** Opening Records for this exercise block **

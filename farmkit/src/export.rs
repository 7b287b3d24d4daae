// farmkit/src/export.rs
//
// JSON export of the current session. The document has no schema version;
// it is a one-way dump and is never read back.

use std::fs;
use std::path::{Path, PathBuf};

use chrono::{DateTime, SecondsFormat, Utc};
use serde::Serialize;
use tracing::info;

use crate::errors::{FarmError, Result};
use crate::shell::Dashboard;
use crate::types::{Crop, IoTReading, RiskAssessment, Role, WeatherSnapshot};

/// Number of most recent IoT readings included in an export
pub const EXPORT_READINGS: usize = 10;

#[derive(Debug, Serialize)]
#[serde(rename_all = "camelCase")]
pub struct ExportDocument<'a> {
    pub weather: &'a WeatherSnapshot,
    pub crops: &'a [Crop],
    pub risk_assessment: &'a RiskAssessment,
    pub iot_data: &'a [IoTReading],
    pub timestamp: String,
    pub farm_id: &'a str,
    pub exported_by: Role,
}

pub fn build_export(dashboard: &Dashboard, now: DateTime<Utc>) -> ExportDocument<'_> {
    let readings = &dashboard.iot_readings;
    let start = readings.len().saturating_sub(EXPORT_READINGS);

    ExportDocument {
        weather: &dashboard.weather,
        crops: &dashboard.crops,
        risk_assessment: &dashboard.risk,
        iot_data: &readings[start..],
        timestamp: now.to_rfc3339_opts(SecondsFormat::Millis, true),
        farm_id: &dashboard.farm.farm_id,
        exported_by: dashboard.profile.role,
    }
}

/// `farm-data-export-YYYY-MM-DD.json`
pub fn export_filename(now: DateTime<Utc>) -> String {
    format!("farm-data-export-{}.json", now.format("%Y-%m-%d"))
}

pub fn render_export(document: &ExportDocument<'_>) -> Result<String> {
    Ok(serde_json::to_string_pretty(document)?)
}

/// Write the export into `directory`, returning the file's path
pub fn write_export(dashboard: &Dashboard, directory: &Path, now: DateTime<Utc>) -> Result<PathBuf> {
    let document = build_export(dashboard, now);
    let body = render_export(&document)?;
    let path = directory.join(export_filename(now));

    fs::write(&path, body).map_err(|source| FarmError::ExportError {
        path: path.clone(),
        source,
    })?;

    info!(
        "Exported farm data to {} ({} crops, {} readings)",
        path.display(),
        document.crops.len(),
        document.iot_data.len()
    );
    Ok(path)
}

#[cfg(test)]
mod tests {
    use super::*;
    use crate::config::FarmConfig;
    use crate::mock::MockDataGenerator;
    use chrono::TimeZone;
    use serde_json::Value;

    fn dashboard() -> Dashboard {
        Dashboard::new(&mut MockDataGenerator::seeded(5), FarmConfig::default())
    }

    fn fixed_now() -> DateTime<Utc> {
        Utc.with_ymd_and_hms(2024, 9, 18, 10, 30, 0).unwrap()
    }

    #[test]
    fn test_document_keys() {
        let d = dashboard();
        let json: Value = serde_json::from_str(&render_export(&build_export(&d, fixed_now())).unwrap()).unwrap();

        let object = json.as_object().unwrap();
        let mut keys: Vec<&str> = object.keys().map(String::as_str).collect();
        keys.sort();
        assert_eq!(
            keys,
            vec!["crops", "exportedBy", "farmId", "iotData", "riskAssessment", "timestamp", "weather"]
        );
        assert_eq!(json["farmId"], "FARM_001");
        assert_eq!(json["exportedBy"], "Farmer");
        assert_eq!(json["timestamp"], "2024-09-18T10:30:00.000Z");
        assert_eq!(json["crops"][0]["healthScore"], 92);
        assert_eq!(json["riskAssessment"]["overallRisk"], "Medium");
        assert!(json["iotData"][0].get("pH").is_some());
    }

    #[test]
    fn test_iot_data_is_last_ten() {
        let d = dashboard();
        let document = build_export(&d, fixed_now());

        assert_eq!(document.iot_data.len(), EXPORT_READINGS);
        assert_eq!(document.iot_data.last(), d.iot_readings.last());
        assert_eq!(document.iot_data[0], d.iot_readings[d.iot_readings.len() - EXPORT_READINGS]);
    }

    #[test]
    fn test_iot_data_with_few_readings() {
        let mut d = dashboard();
        let all = d.iot_readings.clone();
        for available in [0, 1, 7, 10, 20] {
            d.iot_readings = all[..available].to_vec();
            assert_eq!(build_export(&d, fixed_now()).iot_data.len(), available.min(EXPORT_READINGS));
        }
    }

    #[test]
    fn test_exported_by_follows_profile_role() {
        let mut d = dashboard();
        d.update_profile("Mary", Role::Agronomist);

        assert_eq!(build_export(&d, fixed_now()).exported_by, Role::Agronomist);
    }

    #[test]
    fn test_filename() {
        assert_eq!(export_filename(fixed_now()), "farm-data-export-2024-09-18.json");
    }

    #[test]
    fn test_write_export() {
        let dir = tempfile::tempdir().unwrap();
        let d = dashboard();

        let path = write_export(&d, dir.path(), fixed_now()).unwrap();

        assert_eq!(path, dir.path().join("farm-data-export-2024-09-18.json"));
        let written: Value = serde_json::from_str(&fs::read_to_string(&path).unwrap()).unwrap();
        assert_eq!(written["crops"].as_array().unwrap().len(), d.crops.len());
    }

    #[test]
    fn test_write_export_to_missing_directory() {
        let dir = tempfile::tempdir().unwrap();
        let missing = dir.path().join("does-not-exist");

        let err = write_export(&dashboard(), &missing, fixed_now()).unwrap_err();
        assert!(matches!(err, FarmError::ExportError { .. }));
    }
}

** Closing Records for this exercise block **

**Work instructions**: Print the records above exactly as written.

**Output**:
filename farmkit/src/export.rs
repository 7b287b3d24d4daae
// farmkit/src/export.rs
//
// JSON export of the current session. The document has no schema version;
// it is a one-way dump and is never read back.

use std::fs;
use std::path::{Path, PathBuf};

use chrono::{DateTime, SecondsFormat, Utc};
use serde::Serialize;
use tracing::info;

use crate::errors::{FarmError, Result};
use crate::shell::Dashboard;
use crate::types::{Crop, IoTReading, RiskAssessment, Role, WeatherSnapshot};

/// Number of most recent IoT readings included in an export
pub const EXPORT_READINGS: usize = 10;

#[derive(Debug, Serialize)]
#[serde(rename_all = "camelCase")]
pub struct ExportDocument<'a> {
    pub weather: &'a WeatherSnapshot,
    pub crops: &'a [Crop],
    pub risk_assessment: &'a RiskAssessment,
    pub iot_data: &'a [IoTReading],
    pub timestamp: String,
    pub farm_id: &'a str,
    pub exported_by: Role,
}

pub fn build_export(dashboard: &Dashboard, now: DateTime<Utc>) -> ExportDocument<'_> {
    let readings = &dashboard.iot_readings;
    let start = readings.len().saturating_sub(EXPORT_READINGS);

    ExportDocument {
        weather: &dashboard.weather,
        crops: &dashboard.crops,
        risk_assessment: &dashboard.risk,
        iot_data: &readings[start..],
        timestamp: now.to_rfc3339_opts(SecondsFormat::Millis, true),
        farm_id: &dashboard.farm.farm_id,
        exported_by: dashboard.profile.role,
    }
}

/// `farm-data-export-YYYY-MM-DD.json`
pub fn export_filename(now: DateTime<Utc>) -> String {
    format!("farm-data-export-{}.json", now.format("%Y-%m-%d"))
}

pub fn render_export(document: &ExportDocument<'_>) -> Result<String> {
    Ok(serde_json::to_string_pretty(document)?)
}

/// Write the export into `directory`, returning the file's path
pub fn write_export(dashboard: &Dashboard, directory: &Path, now: DateTime<Utc>) -> Result<PathBuf> {
    let document = build_export(dashboard, now);
    let body = render_export(&document)?;
    let path = directory.join(export_filename(now));

    fs::write(&path, body).map_err(|source| FarmError::ExportError {
        path: path.clone(),
        source,
    })?;

    info!(
        "Exported farm data to {} ({} crops, {} readings)",
        path.display(),
        document.crops.len(),
        document.iot_data.len()
    );
    Ok(path)
}

#[cfg(test)]
mod tests {
    use super::*;
    use crate::config::FarmConfig;
    use crate::mock::MockDataGenerator;
    use chrono::TimeZone;
    use serde_json::Value;

    fn dashboard() -> Dashboard {
        Dashboard::new(&mut MockDataGenerator::seeded(5), FarmConfig::default())
    }

    fn fixed_now() -> DateTime<Utc> {
        Utc.with_ymd_and_hms(2024, 9, 18, 10, 30, 0).unwrap()
    }

    #[test]
    fn test_document_keys() {
        let d = dashboard();
        let json: Value = serde_json::from_str(&render_export(&build_export(&d, fixed_now())).unwrap()).unwrap();

        let object = json.as_object().unwrap();
        let mut keys: Vec<&str> = object.keys().map(String::as_str).collect();
        keys.sort();
        assert_eq!(
            keys,
            vec!["crops", "exportedBy", "farmId", "iotData", "riskAssessment", "timestamp", "weather"]
        );
        assert_eq!(json["farmId"], "FARM_001");
        assert_eq!(json["exportedBy"], "Farmer");
        assert_eq!(json["timestamp"], "2024-09-18T10:30:00.000Z");
        assert_eq!(json["crops"][0]["healthScore"], 92);
        assert_eq!(json["riskAssessment"]["overallRisk"], "Medium");
        assert!(json["iotData"][0].get("pH").is_some());
    }

    #[test]
    fn test_iot_data_is_last_ten() {
        let d = dashboard();
        let document = build_export(&d, fixed_now());

        assert_eq!(document.iot_data.len(), EXPORT_READINGS);
        assert_eq!(document.iot_data.last(), d.iot_readings.last());
        assert_eq!(document.iot_data[0], d.iot_readings[d.iot_readings.len() - EXPORT_READINGS]);
    }

    #[test]
    fn test_iot_data_with_few_readings() {
        let mut d = dashboard();
        let all = d.iot_readings.clone();
        for available in [0, 1, 7, 10, 20] {
            d.iot_readings = all[..available].to_vec();
            assert_eq!(build_export(&d, fixed_now()).iot_data.len(), available.min(EXPORT_READINGS));
        }
    }

    #[test]
    fn test_exported_by_follows_profile_role() {
        let mut d = dashboard();
        d.update_profile("Mary", Role::Agronomist);

        assert_eq!(build_export(&d, fixed_now()).exported_by, Role::Agronomist);
    }

    #[test]
    fn test_filename() {
        assert_eq!(export_filename(fixed_now()), "farm-data-export-2024-09-18.json");
    }

    #[test]
    fn test_write_export() {
        let dir = tempfile::tempdir().unwrap();
        let d = dashboard();

        let path = write_export(&d, dir.path(), fixed_now()).unwrap();

        assert_eq!(path, dir.path().join("farm-data-export-2024-09-18.json"));
        let written: Value = serde_json::from_str(&fs::read_to_string(&path).unwrap()).unwrap();
        assert_eq!(written["crops"].as_array().unwrap().len(), d.crops.len());
    }

    #[test]
    fn test_write_export_to_missing_directory() {
        let dir = tempfile::tempdir().unwrap();
        let missing = dir.path().join("does-not-exist");

        let err = write_export(&dashboard(), &missing, fixed_now()).unwrap_err();
        assert!(matches!(err, FarmError::ExportError { .. }));
    }
}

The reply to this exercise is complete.